REQUIRED WORK | Please copy each line of the records below that holds the word "INDEX".
EXCERPTED RECORDS START
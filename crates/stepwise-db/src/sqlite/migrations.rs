use rusqlite::Connection;

use super::SqliteResultExt;
use crate::DbError;

pub fn run(conn: &Connection) -> Result<(), DbError> {
    // Idempotent; safe to run on every open.
    conn.execute_batch(
        "
        CREATE TABLE IF NOT EXISTS runs (
            id          TEXT PRIMARY KEY,
            requirement TEXT NOT NULL,
            status      TEXT NOT NULL DEFAULT 'pending'
                            CHECK(status IN ('pending', 'running', 'completed', 'failed')),
            body        TEXT NOT NULL,
            created_at  TEXT NOT NULL,
            updated_at  TEXT NOT NULL
        );

        CREATE TABLE IF NOT EXISTS subtasks (
            id          TEXT PRIMARY KEY,
            run_id      TEXT NOT NULL REFERENCES runs(id) ON DELETE CASCADE,
            position    INTEGER NOT NULL,
            state       TEXT NOT NULL
                            CHECK(state IN (
                                'pending', 'info_gathering', 'executing',
                                'validating', 'completed', 'failed'
                            )),
            context_len INTEGER NOT NULL DEFAULT 0,
            body        TEXT NOT NULL,
            updated_at  TEXT NOT NULL
        );
        CREATE UNIQUE INDEX IF NOT EXISTS idx_subtasks_run_position
            ON subtasks(run_id, position);

        CREATE TABLE IF NOT EXISTS validation_reports (
            id          INTEGER PRIMARY KEY AUTOINCREMENT,
            subtask_id  TEXT NOT NULL REFERENCES subtasks(id) ON DELETE CASCADE,
            attempt     INTEGER NOT NULL,
            is_valid    INTEGER NOT NULL,
            score       REAL NOT NULL,
            source      TEXT NOT NULL,
            body        TEXT NOT NULL,
            created_at  TEXT NOT NULL
        );
        CREATE INDEX IF NOT EXISTS idx_reports_subtask ON validation_reports(subtask_id);

        CREATE TABLE IF NOT EXISTS info_exchanges (
            id          INTEGER PRIMARY KEY AUTOINCREMENT,
            subtask_id  TEXT NOT NULL REFERENCES subtasks(id) ON DELETE CASCADE,
            round       INTEGER NOT NULL,
            kind        TEXT NOT NULL,
            declined    INTEGER NOT NULL DEFAULT 0,
            body        TEXT NOT NULL,
            recorded_at TEXT NOT NULL
        );
        CREATE INDEX IF NOT EXISTS idx_info_subtask ON info_exchanges(subtask_id);
        ",
    )
    .to_db()?;
    Ok(())
}
/// Bounded attempt counter.
///
/// Yields the 1-based numbers `1..=limit` and then stops for good. Loops
/// short-circuit by breaking out early; whatever is left stays available
/// through `remaining`.
#[derive(Debug, Clone, PartialEq, Eq)]
pub struct Attempts {
    taken: u32,
    limit: u32,
}

impl Attempts {
    pub fn up_to(limit: u32) -> Self {
        Self { taken: 0, limit }
    }

    pub fn taken(&self) -> u32 {
        self.taken
    }

    pub fn remaining(&self) -> u32 {
        self.limit - self.taken
    }

    pub fn is_exhausted(&self) -> bool {
        self.taken >= self.limit
    }

    /// Drop every remaining attempt.
    pub fn exhaust(&mut self) {
        self.taken = self.limit;
    }
}

impl Iterator for Attempts {
    type Item = u32;

    fn next(&mut self) -> Option<u32> {
        if self.is_exhausted() {
            return None;
        }
        self.taken += 1;
        Some(self.taken)
    }

    fn size_hint(&self) -> (usize, Option<usize>) {
        let n = self.remaining() as usize;
        (n, Some(n))
    }
}

impl ExactSizeIterator for Attempts {}

#[cfg(test)]
mod tests {
    use super::*;

    #[test]
    fn yields_one_based_numbers_up_to_limit() {
        let rounds: Vec<u32> = Attempts::up_to(5).collect();
        assert_eq!(rounds, vec![1, 2, 3, 4, 5]);
    }

    #[test]
    fn zero_limit_yields_nothing() {
        let mut a = Attempts::up_to(0);
        assert!(a.is_exhausted());
        assert_eq!(a.next(), None);
    }

    #[test]
    fn break_leaves_remaining() {
        let mut a = Attempts::up_to(4);
        for n in a.by_ref() {
            if n == 2 {
                break;
            }
        }
        assert_eq!(a.taken(), 2);
        assert_eq!(a.remaining(), 2);
        assert_eq!(a.len(), 2);
    }

    #[test]
    fn never_exceeds_limit_for_endless_demand() {
        let mut a = Attempts::up_to(5);
        let mut calls = 0;
        // A caller that always wants another round.
        while a.next().is_some() {
            calls += 1;
        }
        assert_eq!(calls, 5);
        assert_eq!(a.next(), None);
    }

    #[test]
    fn exhaust_drops_remaining() {
        let mut a = Attempts::up_to(3);
        a.next();
        a.exhaust();
        assert_eq!(a.remaining(), 0);
        assert_eq!(a.next(), None);
    }
}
EXCERPTED RECORDS END
ANSWER BOX |
        CREATE UNIQUE INDEX IF NOT EXISTS idx_subtasks_run_position
        CREATE INDEX IF NOT EXISTS idx_reports_subtask ON validation_reports(subtask_id);
        CREATE INDEX IF NOT EXISTS idx_info_subtask ON info_exchanges(subtask_id);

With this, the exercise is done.